Hay mayor disposición por ir a votar: cuando se compara con las elecciones parlamentarias de años anteriores, el promedio de participación oscilaba entre 51% y 54%. En este momento, al menos un 70% indica que está “completamente seguro de ir a votar”, esto puede traducirse efectivamente en una participación que hoy tiene un piso de 64% y un techo de 73% a nivel nacional, pudiendo tener sorpresas de participación cercanas al 80% en algunos circuitos. Otro tema en relación con la participación, es que hay más motivación de los electores autodefinidos políticamente como “opositores” que de los “chavistas/oficialistas”.

Hay evidencias de la ruptura de la hegemonía chavista en algunos territorios: Para comprender estas elecciones hay que recordar que serán 114 contiendas: 3 Indígenas, 24 estatales que aportarán 51 diputados por representación proporcional, y 87 circuitales en dónde se eligen 113 diputados. Si bien comprender el comportamiento electoral de los circuitos en las últimas 5 elecciones es vital, el país no sigue siendo el mismo que en cada momento electoral que marcó cada uno de esos momentos. No es el mismo país, y eso significa que no funcionan los mismos incentivos que particularmente funcionaron en 2012 y 2013.

Hoy cualquier aspecto de política pública y su correspondiente evaluación negativa está pasando factura, en algunos casos la carencia de servicios públicos de calidad, en otros la inseguridad y los transversales: desabastecimiento, escasez y alto costo de la vida, han llevado al desapego político que había hacia el oficialismo, cuantimás la caída de los ingresos petroleros, el desorden fiscal y la corrupción han conllevado a que la capacidad rentista del gobierno nacional y el Estado sea cada vez más limitada, lo que genera impactos en esa intención de voto en circuitos otrora considerados bastiones del chavismo: algunos estados llaneros, por ejemplo, muestran una intención de voto que favorece ampliamente a la oposición, en otros circuitos esas brechas se han reducido y permiten ver que hay competencia, y no como en el pasado, sin comenzar la campaña, se asumían esos circuitos como perdidos. Hoy la realidad es otra, y amenaza con volverse una realidad permanente para el oficialismo, la merma constante de adeptos y seguidores, que simplemente, perdieron el amor o perdieron el interes.

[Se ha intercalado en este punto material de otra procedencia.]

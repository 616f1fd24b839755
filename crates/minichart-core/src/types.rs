// File: crates/minichart-core/src/types.rs
// Summary: Shared types and constants (logical sizes, fallback surface size, plot margins).

/// Logical width used when the surface has not been laid out yet.
pub const FALLBACK_WIDTH: f32 = 300.0;
/// Logical height used when the surface has not been laid out yet.
pub const FALLBACK_HEIGHT: f32 = 150.0;

/// Number of category labels shown under the axis before thinning kicks in.
pub const CATEGORY_LABEL_BUDGET: usize = 6;
/// Intervals between value-axis gridlines (bar and line charts).
pub const TICK_INTERVALS: usize = 4;
/// Stroke width of the line series, in logical units.
pub const LINE_WIDTH: f32 = 2.0;

/// Size in logical (layout) units.
#[derive(Clone, Copy, Debug, PartialEq)]
pub struct LogicalSize {
    pub width: f32,
    pub height: f32,
}

impl LogicalSize {
    pub const fn new(width: f32, height: f32) -> Self {
        Self { width, height }
    }

    /// Replace non-positive or non-finite dimensions with the fallback canvas size.
    pub fn or_fallback(self) -> Self {
        let pick = |v: f32, fallback: f32| if v.is_finite() && v > 0.0 { v } else { fallback };
        Self {
            width: pick(self.width, FALLBACK_WIDTH),
            height: pick(self.height, FALLBACK_HEIGHT),
        }
    }
}

/// Size of a backing pixel buffer.
#[derive(Clone, Copy, Debug, Default, PartialEq, Eq)]
pub struct PixelSize {
    pub width: u32,
    pub height: u32,
}

impl PixelSize {
    pub const fn new(width: u32, height: u32) -> Self {
        Self { width, height }
    }

    /// Density-adjusted backing size: `round(logical × ratio)` per axis.
    pub fn scaled(logical: LogicalSize, ratio: f32) -> Self {
        let px = |v: f32| (v * ratio).round().max(1.0) as u32;
        Self { width: px(logical.width), height: px(logical.height) }
    }
}

/// Plot margins around axis-based charts, in logical units.
/// Contract: all fields are non-negative.
#[derive(Clone, Copy, Debug, PartialEq, Eq)]
pub struct Insets {
    pub left: u32,
    pub right: u32,
    pub top: u32,
    pub bottom: u32,
}

impl Insets {
    /// Create new insets (non-negative by type).
    pub const fn new(left: u32, right: u32, top: u32, bottom: u32) -> Self {
        Self { left, right, top, bottom }
    }
    /// Total horizontal inset (left + right).
    pub const fn hsum(&self) -> u32 { self.left + self.right }
    /// Total vertical inset (top + bottom).
    pub const fn vsum(&self) -> u32 { self.top + self.bottom }
}

impl Default for Insets {
    /// Left margin holds value labels, bottom margin holds category labels.
    fn default() -> Self {
        Self::new(44, 8, 12, 40)
    }
}
// File: crates/minichart-core/src/resize.rs
// Summary: Single-threaded size-change notifications from the host to chart instances.
// Notes:
// - Hosts translate their own layout/density events into `ResizeEvent`s and call `notify`.
// - A `Subscription` owns its registration; dropping it unsubscribes.

use std::cell::RefCell;
use std::fmt;
use std::rc::{Rc, Weak};

use tracing::trace;

use crate::types::LogicalSize;

/// New layout size of the observed surface, plus its pixel ratio when that changed too.
#[derive(Clone, Copy, Debug, PartialEq)]
pub struct ResizeEvent {
    pub size: LogicalSize,
    pub pixel_ratio: Option<f32>,
}

impl ResizeEvent {
    pub fn new(size: LogicalSize) -> Self {
        Self { size, pixel_ratio: None }
    }

    pub fn with_pixel_ratio(mut self, ratio: f32) -> Self {
        self.pixel_ratio = Some(ratio);
        self
    }
}

type Callback = Rc<RefCell<dyn FnMut(ResizeEvent)>>;

#[derive(Default)]
struct Registry {
    next_id: u64,
    entries: Vec<(u64, Callback)>,
}

impl Registry {
    fn contains(&self, id: u64) -> bool {
        self.entries.iter().any(|(e, _)| *e == id)
    }
}

/// Cloneable handle to one notification source; clones share subscribers.
#[derive(Clone, Default)]
pub struct ResizeBus {
    registry: Rc<RefCell<Registry>>,
}

impl ResizeBus {
    pub fn new() -> Self {
        Self::default()
    }

    pub fn subscribe(&self, callback: impl FnMut(ResizeEvent) + 'static) -> Subscription {
        let mut reg = self.registry.borrow_mut();
        let id = reg.next_id;
        reg.next_id += 1;
        let callback: Callback = Rc::new(RefCell::new(callback));
        reg.entries.push((id, callback));
        trace!(id, subscribers = reg.entries.len(), "resize subscription added");
        Subscription { id, registry: Rc::downgrade(&self.registry) }
    }

    /// Deliver `event` to every current subscriber; returns how many were invoked.
    /// Subscribers may (un)subscribe from inside a callback; a callback already
    /// running further up the stack is skipped.
    pub fn notify(&self, event: ResizeEvent) -> usize {
        let snapshot: Vec<(u64, Callback)> = self.registry.borrow().entries.clone();
        let mut delivered = 0;
        for (id, callback) in snapshot {
            if !self.registry.borrow().contains(id) {
                continue;
            }
            if let Ok(mut f) = callback.try_borrow_mut() {
                (*f)(event);
                delivered += 1;
            }
        }
        delivered
    }

    pub fn subscriber_count(&self) -> usize {
        self.registry.borrow().entries.len()
    }
}

impl fmt::Debug for ResizeBus {
    fn fmt(&self, f: &mut fmt::Formatter<'_>) -> fmt::Result {
        f.debug_struct("ResizeBus").field("subscribers", &self.subscriber_count()).finish()
    }
}

/// Registration handle returned by [`ResizeBus::subscribe`].
#[derive(Debug)]
#[must_use = "dropping a Subscription unsubscribes immediately"]
pub struct Subscription {
    id: u64,
    registry: Weak<RefCell<Registry>>,
}

impl Subscription {
    /// Unsubscribe now.
    pub fn cancel(self) {}
}

impl Drop for Subscription {
    fn drop(&mut self) {
        let Some(registry) = self.registry.upgrade() else { return };
        // The callback is released after the borrow ends; its captures may own subscriptions.
        let removed = {
            let Ok(mut reg) = registry.try_borrow_mut() else { return };
            let removed = reg.entries.iter().position(|(id, _)| *id == self.id).map(|at| reg.entries.remove(at));
            trace!(id = self.id, subscribers = reg.entries.len(), "resize subscription removed");
            removed
        };
        drop(removed);
    }
}

#[cfg(test)]
mod tests {
    use super::*;
    use std::cell::Cell;

    fn event(w: f32) -> ResizeEvent {
        ResizeEvent::new(LogicalSize::new(w, 100.0))
    }

    #[test]
    fn dropping_subscription_unsubscribes() {
        let bus = ResizeBus::new();
        let hits = Rc::new(Cell::new(0));
        let h = hits.clone();
        let sub = bus.subscribe(move |_| h.set(h.get() + 1));
        assert_eq!(bus.notify(event(10.0)), 1);
        drop(sub);
        assert_eq!(bus.subscriber_count(), 0);
        assert_eq!(bus.notify(event(20.0)), 0);
        assert_eq!(hits.get(), 1);
    }

    #[test]
    fn clones_share_subscribers() {
        let bus = ResizeBus::new();
        let other = bus.clone();
        let seen = Rc::new(Cell::new(0.0f32));
        let s = seen.clone();
        let _sub = bus.subscribe(move |e| s.set(e.size.width));
        other.notify(event(42.0));
        assert_eq!(seen.get(), 42.0);
    }

    #[test]
    fn subscription_outliving_bus_is_harmless() {
        let bus = ResizeBus::new();
        let sub = bus.subscribe(|_| {});
        drop(bus);
        sub.cancel();
    }

    #[test]
    fn callback_may_cancel_a_later_subscriber() {
        let bus = ResizeBus::new();
        let later: Rc<RefCell<Option<Subscription>>> = Rc::default();
        let slot = later.clone();
        let _first = bus.subscribe(move |_| {
            slot.borrow_mut().take();
        });
        let hit = Rc::new(Cell::new(false));
        let h = hit.clone();
        *later.borrow_mut() = Some(bus.subscribe(move |_| h.set(true)));
        assert_eq!(bus.notify(event(1.0)), 1);
        assert!(!hit.get());
    }
}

La tendencia a favor de la Mesa de la Unidad Democrática continúa: Durante los últimos meses hemos observado como la intención de voto se mantiene a favor de la Mesa de la Unidad Democrática; esta tendencia está confirmada, y por ahora luce estable en el ámbito nacional, con su correspondiente correlato hacia las campañas circuitales. La percepción de ganador en el país favorece a la MUD, el deseo de triunfo también favorece al bloque y más aún, esa brecha continúa en los que tienen una alta disposición a votar.

De acuerdo al Venebarómetro de Noviembre (cierre de campo 22NOV, +/- 2,37% de error muestral, 90% de confianza), la intención de voto es:

42,7% MUD — 27,6% PSUV — 11,1% Independientes — 18,7% No sabe/no responde

Cuando estos números se cruzan con la variable “alta disposición de ir a votar” es decir, cerca del 73% del electorado, los resultados son los siguientes:

49,9% MUD — 32,5% PSUV — 8,7% Independientes — 9,0% No sabe/no responde

Analizando estos indicadores de intención de voto y cruzándolos con la variable “pudiera votar por — o — nunca votaría por”, encontramos que la brecha pudiera oscilar entre los 12 puntos y los 22 puntos porcentuales, lo que conlleva a la conclusión de que si bien la oposición cuenta con un viento favorable para navegar y alcanzar el triunfo electoral, pero que esa ventaja, pudiera estrecharse si suceden dos condiciones, la primera, se sienta a esperar que el elector salga a votar espontáneamente por la MUD, y dos, si el elector sale, no tiene suficientemente articulada su estrategia de defensa del voto. Insistimos, son 114 tableros, y todos tienen una configuración distinta.